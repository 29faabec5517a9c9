use tracing_subscriber::EnvFilter;

use bookshelf_api::config::AppConfig;
use bookshelf_api::router;
use bookshelf_api::state::AppState;

#[tokio::main]
async fn main() -> anyhow::Result<()> {
    // Load .env if present so cargo run picks up DATABASE_URL, SESSION_SECRET, etc.
    let _ = dotenvy::dotenv();

    tracing_subscriber::fmt()
        .with_env_filter(EnvFilter::try_from_default_env().unwrap_or_else(|_| EnvFilter::new("info")))
        .init();

    let config = AppConfig::from_env()?;
    let bind_addr = config.bind_addr.clone();
    let state = AppState::new(config)?;

    // Migrations are applied on startup; if the store is unreachable the
    // server still binds and reports degraded health until it comes back.
    if let Err(err) = state.db.migrate().await {
        tracing::warn!(error = %err, "migrations not applied, starting degraded");
    }

    let app = router(state);
    let listener = tokio::net::TcpListener::bind(&bind_addr).await?;
    tracing::info!("bookshelf-api listening on http://{}", bind_addr);
    axum::serve(listener, app).await?;
    Ok(())
}
//! One-shot severity-tagged notices carried to the next page via a cookie.
//!
//! The rendering layer (external to this service) reads and clears the
//! `flash` cookie when it renders the page a redirect lands on.

pub const FLASH_COOKIE: &str = "flash";

#[derive(Debug, Clone, Copy, PartialEq, Eq)]
pub enum Level {
    Success,
    Warning,
    Danger,
}

impl Level {
    pub fn as_str(self) -> &'static str {
        match self {
            Level::Success => "success",
            Level::Warning => "warning",
            Level::Danger => "danger",
        }
    }
}

#[derive(Debug, Clone, PartialEq, Eq)]
pub struct Flash {
    pub level: Level,
    pub message: String,
}

impl Flash {
    pub fn success(message: impl Into<String>) -> Self {
        Self { level: Level::Success, message: message.into() }
    }

    pub fn warning(message: impl Into<String>) -> Self {
        Self { level: Level::Warning, message: message.into() }
    }

    pub fn danger(message: impl Into<String>) -> Self {
        Self { level: Level::Danger, message: message.into() }
    }

    /// Encode as a Set-Cookie value. The message is form-urlencoded so it
    /// stays within the cookie value grammar.
    pub fn cookie(&self) -> String {
        let value = url::form_urlencoded::Serializer::new(String::new())
            .append_pair("level", self.level.as_str())
            .append_pair("message", &self.message)
            .finish();
        format!("{}={}; Path=/; SameSite=Lax", FLASH_COOKIE, value)
    }

    /// Decode a cookie value produced by [`Flash::cookie`].
    pub fn parse(value: &str) -> Option<Self> {
        let mut level = None;
        let mut message = None;
        for (key, val) in url::form_urlencoded::parse(value.as_bytes()) {
            match key.as_ref() {
                "level" => {
                    level = match val.as_ref() {
                        "success" => Some(Level::Success),
                        "warning" => Some(Level::Warning),
                        "danger" => Some(Level::Danger),
                        _ => None,
                    }
                }
                "message" => message = Some(val.into_owned()),
                _ => {}
            }
        }
        Some(Self { level: level?, message: message? })
    }
}

#[cfg(test)]
mod tests {
    use super::*;

    #[test]
    fn cookie_round_trips_messages_with_reserved_characters() {
        let flash = Flash::success("Book \"War & Peace\"; deleted");
        let cookie = flash.cookie();
        let value = cookie
            .strip_prefix("flash=")
            .and_then(|rest| rest.split(';').next())
            .unwrap();
        assert_eq!(Flash::parse(value), Some(flash));
    }

    #[test]
    fn parse_rejects_garbage() {
        assert_eq!(Flash::parse("level=shiny&message=x"), None);
        assert_eq!(Flash::parse(""), None);
    }
}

-- EXERCISE OBJECTIVE --
Which lines of the data contain the word "await"? Copy each one.

-- RESPONSE BELOW --
    if let Err(err) = state.db.migrate().await {
    let listener = tokio::net::TcpListener::bind(&bind_addr).await?;
    axum::serve(listener, app).await?;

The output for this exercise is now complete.